== Required work ==
Copy each line of the records that contains the word "false".
▽
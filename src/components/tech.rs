//! Tech stack grid
//!
//! One tile per technology; hovering a tile shows its tooltip.

use dioxus::prelude::*;
use folio_core::TechItem;
use folio_ui::SectionHeader;

use crate::context::{use_content, use_hover};

#[component]
pub fn TechSection(index: usize) -> Element {
    let content = use_content();

    rsx! {
        SectionHeader {
            index,
            eyebrow: "Tech Stack".to_string(),
            title: "Tools I build with".to_string(),
            lead: "Hover a tile for how I use it.".to_string(),
        }
        div { class: "tech-grid",
            for item in content.tech.iter() {
                TechTile { key: "{item.name}", item: item.clone() }
            }
        }
    }
}

#[component]
fn TechTile(item: TechItem) -> Element {
    let hover = use_hover();
    let mut hovered = use_signal(|| false);

    rsx! {
        div {
            class: if hovered() { "tech-tile hovered" } else { "tech-tile" },
            style: "--accent: {item.color}",
            tabindex: "0",
            onmouseenter: move |_| {
                hovered.set(true);
                hover.call(true);
            },
            onmouseleave: move |_| {
                hovered.set(false);
                hover.call(false);
            },
            onfocus: move |_| hovered.set(true),
            onblur: move |_| hovered.set(false),

            span { class: "tech-glyph", "{item.glyph()}" }
            span { class: "tech-name", "{item.name}" }
            span { class: "tech-category", "{item.category}" }
            if hovered() {
                div { class: "tech-tooltip", role: "tooltip", "{item.tooltip}" }
            }
        }
    }
}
△
== Output for this exercise ==
    let mut hovered = use_signal(|| false);
                hovered.set(false);
                hover.call(false);
            onblur: move |_| hovered.set(false),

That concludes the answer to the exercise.